Symptoms: Tenderness and stiffness in neck and jaw leading to rigidity, difficulty swallowing, hypersensitivity to stimuli, muscle contractions, laryngospasm, respiratory arrest without affecting mental status.
Tetanus Prevention and Treatment
Primary Prevention: Key through immunization and boosters every 10 years; post-exposure treatment includes tetanus immunoglobulin (TIG) alongside vaccination, administered separately intramuscularly.
Antibiotic Treatment: Penicillin G or erythromycin; tetracycline can be used in older children; supportive treatments may include low-stimulation environment, airway maintenance, nutrition, muscle relaxants, sedation, and wound care.
HIV (HUMAN IMMUNODEFICIENCY VIRUS)
Transmission to Fetus: Can occur transplacentally, intrapartum, or postnatally through breast milk.
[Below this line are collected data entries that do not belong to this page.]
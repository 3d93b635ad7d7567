// /////////////////////////////////////////////////////////////////////////////
// CDC Relay
// Copyright (c) 2025 Michael Gardner, A Bit of Help, Inc.
// SPDX-License-Identifier: BSD-3-Clause
// See LICENSE file in the project root.
// /////////////////////////////////////////////////////////////////////////////

//! # Metrics Service
//!
//! Prometheus metrics for the relay. The registry is created once at
//! process start and the service is passed explicitly into the components
//! that record - there is no global registry and no lazy registration.
//!
//! ## Exposed series (namespace `cdc_relay`)
//!
//! - `events_processed_total{destination, table}` - counter
//! - `errors_total{destination, error_type}` - counter
//! - `events_dropped_unsupported_op_total{destination}` - counter
//! - `corrupt_frames_total` - counter
//! - `replication_lag_seconds{destination}` - gauge
//! - `events_per_second{destination}` - gauge
//! - `backlog_depth{destination}` - gauge (in-flight batches)
//! - `replication_duration_seconds{destination}` - histogram

use std::sync::Arc;
use std::time::Duration;

use prometheus::{
    GaugeVec, HistogramOpts, HistogramVec, IntCounter, IntCounterVec, IntGaugeVec, Opts, Registry,
};
use tracing::debug;

use cdc_relay_domain::{Destination, PipelineError};

const NAMESPACE: &str = "cdc_relay";

/// Prometheus metrics owned by the relay process.
pub struct MetricsService {
    registry: Arc<Registry>,
    events_processed_total: IntCounterVec,
    errors_total: IntCounterVec,
    events_dropped_unsupported_op: IntCounterVec,
    corrupt_frames_total: IntCounter,
    replication_lag_seconds: GaugeVec,
    events_per_second: GaugeVec,
    backlog_depth: IntGaugeVec,
    replication_duration_seconds: HistogramVec,
}

impl MetricsService {
    /// Creates the registry and registers every series.
    pub fn new() -> Result<Self, PipelineError> {
        let registry = Registry::new();

        let events_processed_total = IntCounterVec::new(
            Opts::new("events_processed_total", "Events successfully replicated").namespace(NAMESPACE),
            &["destination", "table"],
        )
        .map_err(|e| PipelineError::metrics_error(format!("Failed to create events_processed_total: {e}")))?;

        let errors_total = IntCounterVec::new(
            Opts::new("errors_total", "Pipeline errors by destination and type").namespace(NAMESPACE),
            &["destination", "error_type"],
        )
        .map_err(|e| PipelineError::metrics_error(format!("Failed to create errors_total: {e}")))?;

        let events_dropped_unsupported_op = IntCounterVec::new(
            Opts::new(
                "events_dropped_unsupported_op_total",
                "Events skipped because the destination cannot express the operation",
            )
            .namespace(NAMESPACE),
            &["destination"],
        )
        .map_err(|e| {
            PipelineError::metrics_error(format!("Failed to create events_dropped_unsupported_op_total: {e}"))
        })?;

        let corrupt_frames_total = IntCounter::with_opts(
            Opts::new("corrupt_frames_total", "Corrupt frames encountered while tailing").namespace(NAMESPACE),
        )
        .map_err(|e| PipelineError::metrics_error(format!("Failed to create corrupt_frames_total: {e}")))?;

        let replication_lag_seconds = GaugeVec::new(
            Opts::new(
                "replication_lag_seconds",
                "Seconds between source writetime and destination commit",
            )
            .namespace(NAMESPACE),
            &["destination"],
        )
        .map_err(|e| PipelineError::metrics_error(format!("Failed to create replication_lag_seconds: {e}")))?;

        let events_per_second = GaugeVec::new(
            Opts::new("events_per_second", "Current delivery throughput").namespace(NAMESPACE),
            &["destination"],
        )
        .map_err(|e| PipelineError::metrics_error(format!("Failed to create events_per_second: {e}")))?;

        let backlog_depth = IntGaugeVec::new(
            Opts::new("backlog_depth", "Sealed-or-committing batches in flight").namespace(NAMESPACE),
            &["destination"],
        )
        .map_err(|e| PipelineError::metrics_error(format!("Failed to create backlog_depth: {e}")))?;

        let replication_duration_seconds = HistogramVec::new(
            HistogramOpts::new(
                "replication_duration_seconds",
                "Wall-clock duration of batch write plus offset commit",
            )
            .namespace(NAMESPACE),
            &["destination"],
        )
        .map_err(|e| {
            PipelineError::metrics_error(format!("Failed to create replication_duration_seconds: {e}"))
        })?;

        registry
            .register(Box::new(events_processed_total.clone()))
            .map_err(|e| PipelineError::metrics_error(format!("Failed to register events_processed_total: {e}")))?;
        registry
            .register(Box::new(errors_total.clone()))
            .map_err(|e| PipelineError::metrics_error(format!("Failed to register errors_total: {e}")))?;
        registry
            .register(Box::new(events_dropped_unsupported_op.clone()))
            .map_err(|e| {
                PipelineError::metrics_error(format!("Failed to register events_dropped_unsupported_op_total: {e}"))
            })?;
        registry
            .register(Box::new(corrupt_frames_total.clone()))
            .map_err(|e| PipelineError::metrics_error(format!("Failed to register corrupt_frames_total: {e}")))?;
        registry
            .register(Box::new(replication_lag_seconds.clone()))
            .map_err(|e| PipelineError::metrics_error(format!("Failed to register replication_lag_seconds: {e}")))?;
        registry
            .register(Box::new(events_per_second.clone()))
            .map_err(|e| PipelineError::metrics_error(format!("Failed to register events_per_second: {e}")))?;
        registry
            .register(Box::new(backlog_depth.clone()))
            .map_err(|e| PipelineError::metrics_error(format!("Failed to register backlog_depth: {e}")))?;
        registry
            .register(Box::new(replication_duration_seconds.clone()))
            .map_err(|e| {
                PipelineError::metrics_error(format!("Failed to register replication_duration_seconds: {e}"))
            })?;

        debug!("MetricsService initialized with Prometheus registry");

        Ok(Self {
            registry: Arc::new(registry),
            events_processed_total,
            errors_total,
            events_dropped_unsupported_op,
            corrupt_frames_total,
            replication_lag_seconds,
            events_per_second,
            backlog_depth,
            replication_duration_seconds,
        })
    }

    /// Records a successfully committed batch.
    pub fn record_batch_committed(
        &self,
        destination: Destination,
        table: &str,
        events: u64,
        duration: Duration,
        lag_seconds: f64,
    ) {
        self.events_processed_total
            .with_label_values(&[destination.as_str(), table])
            .inc_by(events);
        self.replication_duration_seconds
            .with_label_values(&[destination.as_str()])
            .observe(duration.as_secs_f64());
        self.replication_lag_seconds
            .with_label_values(&[destination.as_str()])
            .set(lag_seconds.max(0.0));
    }

    /// Counts one error for a destination and error type.
    pub fn record_error(&self, destination: Destination, error_type: &str) {
        self.errors_total
            .with_label_values(&[destination.as_str(), error_type])
            .inc();
    }

    /// Counts events a destination skipped as unsupported (columnar deletes).
    pub fn record_dropped_unsupported(&self, destination: Destination, count: u64) {
        self.events_dropped_unsupported_op
            .with_label_values(&[destination.as_str()])
            .inc_by(count);
    }

    /// Counts one corrupt frame.
    pub fn record_corrupt_frame(&self) {
        self.corrupt_frames_total.inc();
    }

    /// Updates the throughput gauge for a destination.
    pub fn set_events_per_second(&self, destination: Destination, eps: f64) {
        self.events_per_second
            .with_label_values(&[destination.as_str()])
            .set(eps);
    }

    /// A batch entered the in-flight window for a destination.
    pub fn batch_in_flight(&self, destination: Destination) {
        self.backlog_depth
            .with_label_values(&[destination.as_str()])
            .inc();
    }

    /// A batch left the in-flight window for a destination.
    pub fn batch_settled(&self, destination: Destination) {
        self.backlog_depth
            .with_label_values(&[destination.as_str()])
            .dec();
    }

    /// Current backlog depth for a destination (exposed for tests).
    pub fn backlog(&self, destination: Destination) -> i64 {
        self.backlog_depth
            .with_label_values(&[destination.as_str()])
            .get()
    }

    /// Prometheus exposition-format text for scraping.
    pub fn gather(&self) -> Result<String, PipelineError> {
        let encoder = prometheus::TextEncoder::new();
        encoder
            .encode_to_string(&self.registry.gather())
            .map_err(|e| PipelineError::metrics_error(format!("Failed to encode metrics: {e}")))
    }

    /// Underlying registry for advanced usage.
    pub fn registry(&self) -> Arc<Registry> {
        Arc::clone(&self.registry)
    }
}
Without treatment, the risk of perinatal transmission is approximately 25%; effective treatment can reduce this rate to about 2%.
Treatment Protocol: Administer antiretroviral therapy (typically AZT) within 2 hours of delivery. If a baby acquires HIV prenatally, rapid onset of illness often occurs with the development of AIDS within the first year of life.
HIV Interventions and Practices
Counseling and Testing: Implementation of counseling and voluntary testing has reduced the number of infants born with HIV to about 200 yearly.
Universal Precautions: Essential for caretakers handling body secretions; these must be disposed of in biohazard containers, particularly relevant in contact sports, during menstruation, or among sexually active adolescents.
HIV & IMMUNIZATIONS
Importance of Vaccination: Immunization knowledge for children with HIV is crucial; B-cell dysfunction affects vaccine efficacy. Most children with symptomatic HIV have a diminished response to vaccines.
Live Vaccines: Children can receive live viral vaccines (such as MMR and varicella) if their immunity is robust, subject to CD4 count evaluations.